Photograph by John Gossage, from The 32″ Ruler.

Photograph by John Gossage, from The Thirty-two Inch Ruler.

Washington is one of the world’s most photographed and photogenic cities, and the subject of many photo books: from glossy souvenirs that never stray far from postcard views, to more local-minded work by the likes of Carol Highsmith, who documented the decay and restoration of the Willard Hotel, and the late Fred Maroon.
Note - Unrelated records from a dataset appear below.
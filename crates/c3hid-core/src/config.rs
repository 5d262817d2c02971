//! Session configuration, loadable from TOML.

use std::path::Path;

use anyhow::Result;
use serde::{Deserialize, Serialize};

use crate::protocol::constants::*;
use crate::report::AbsoluteLayout;
use crate::retry::RetryPolicy;

/// Top-level configuration for talking to one device.
#[derive(Debug, Clone, PartialEq, Eq, Serialize, Deserialize)]
#[serde(default)]
pub struct SessionConfig {
    /// 7-bit I2C address of the device.
    pub device_address: u8,
    /// Largest input report read by `get_report`.
    pub max_report_len: usize,
    /// Which 30-byte absolute report the firmware sends.
    pub absolute_layout: AbsoluteLayout,
    pub bootloader: BootloaderConfig,
}

impl Default for SessionConfig {
    fn default() -> Self {
        Self {
            device_address: DEFAULT_I2C_ADDRESS,
            max_report_len: MAX_REPORT_LEN,
            absolute_layout: AbsoluteLayout::default(),
            bootloader: BootloaderConfig::default(),
        }
    }
}

impl SessionConfig {
    /// Load configuration from a TOML file
    pub fn load_from_file<P: AsRef<Path>>(path: P) -> Result<Self> {
        let content = std::fs::read_to_string(path)?;
        let config: SessionConfig = toml::from_str(&content)?;
        Ok(config)
    }

    /// Save configuration to a TOML file
    pub fn save_to_file<P: AsRef<Path>>(&self, path: P) -> Result<()> {
        let content = toml::to_string_pretty(self)?;
        std::fs::write(path, content)?;
        Ok(())
    }
}

/// Bootloader protocol parameters.
#[derive(Debug, Clone, PartialEq, Eq, Serialize, Deserialize)]
#[serde(default)]
pub struct BootloaderConfig {
    pub report_id: u8,
    /// Largest data payload per write chunk. Capped at 520.
    pub max_payload: usize,
    /// Descriptor register sent with format-image to pre-v9 parts.
    pub legacy_descriptor_address: u16,
    /// Bus address sent with format-image to pre-v9 parts.
    pub legacy_bus_address: u8,
    /// Image offset of the little-endian entry point word.
    pub entry_point_offset: usize,
    /// Busy-flag polling in `get_status`.
    pub retry: RetryPolicy,
    pub timing: StageTiming,
}

impl Default for BootloaderConfig {
    fn default() -> Self {
        Self {
            report_id: REPORT_ID_BOOTLOADER,
            max_payload: MAX_WRITE_PAYLOAD,
            legacy_descriptor_address: HID_DESCRIPTOR_REGISTER,
            legacy_bus_address: DEFAULT_I2C_ADDRESS,
            entry_point_offset: 0,
            retry: RetryPolicy::default(),
            timing: StageTiming::default(),
        }
    }
}

/// Fixed waits between pipeline stages, in milliseconds.
///
/// The `legacy_*` values apply when the device reports no timing hints
/// (protocol version below 8).
#[derive(Debug, Clone, Copy, PartialEq, Eq, Serialize, Deserialize)]
#[serde(default)]
pub struct StageTiming {
    pub reset_ms: u64,
    pub invoke_ms: u64,
    pub legacy_page_write_ms: u64,
    /// Per started kilobyte.
    pub legacy_format_region_ms: u64,
    pub flush_ms: u64,
    pub validate_ms: u64,
    pub final_reset_ms: u64,
}

impl Default for StageTiming {
    fn default() -> Self {
        Self {
            reset_ms: 100,
            invoke_ms: 100,
            legacy_page_write_ms: 100,
            legacy_format_region_ms: 50,
            flush_ms: 10,
            validate_ms: 100,
            final_reset_ms: 10,
        }
    }
}

#[cfg(test)]
mod tests {
    use super::*;

    #[test]
    fn test_toml_round_trip() {
        let mut config = SessionConfig::default();
        config.device_address = 0x2A;
        config.bootloader.retry.deadline_ms = Some(2_000);
        config.bootloader.timing.flush_ms = 25;

        let text = toml::to_string_pretty(&config).unwrap();
        let back: SessionConfig = toml::from_str(&text).unwrap();
        assert_eq!(back, config);
    }

    #[test]
    fn test_partial_file_uses_defaults() {
        let config: SessionConfig = toml::from_str(
            r#"
            device_address = 0x15
            absolute_layout = "alps"

            [bootloader.timing]
            validate_ms = 250
            "#,
        )
        .unwrap();
        assert_eq!(config.device_address, 0x15);
        assert_eq!(config.max_report_len, MAX_REPORT_LEN);
        assert_eq!(config.absolute_layout, AbsoluteLayout::Alps);
        assert_eq!(config.bootloader.timing.validate_ms, 250);
        assert_eq!(config.bootloader.timing.reset_ms, 100);
        assert_eq!(config.bootloader.retry.max_attempts, 50);
    }

    #[test]
    fn test_file_round_trip() {
        let path = std::env::temp_dir().join(format!("c3hid-config-{}.toml", std::process::id()));
        let config = SessionConfig::default();
        config.save_to_file(&path).unwrap();
        let loaded = SessionConfig::load_from_file(&path).unwrap();
        std::fs::remove_file(&path).ok();
        assert_eq!(loaded, config);
    }
}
Soon to join the latter ranks will be our DCist Exposed magazine — but while you eagerly await that, a new book by local photographer John Gossage, the subject of a recent show at the Smithsonian Museum of American Art, as well as a DCist interview, will more than whet your apetite for the city beyond the postcard.

The subtitle to the first part of Gossage’s remarkable two-for-one photo volume The Thirty-Two Inch Ruler/Map of Babylon is simply “Some photographs by John Gossage.” The sentiment serves the photographer’s modest visuals, as his images frequently seem uneventful and even boring (if not quite in the vein of Boring Postcards, the theme well-mined by his friend and fellow photographer Martin Parr). But like the films of Ozu, there is a quiet intensity to the Gossage vision that rewards patient and open eyes.

The work in The Thirty-two Inch Ruler was born on September 12, 2001, the day Gossage became aware that then-Secretery of Defense Donald Rumsfeld was his Kalorama neighbor. Gossage talked to the Washington City Paper about this discovery in an article titled “The Devil in Kalorama,” but the resulting monograph steers clear of the sensationalism that title would promise. Steidl is one of the premier publishers of photo books and this is a typically well-crafted title, brilliantly designed in ways that go beyond the fine printing. Cyrptic color bands mark off sections of images, and the dust jacket is ingeniously reversible, each side printed with a cover for the corresponding section of the book.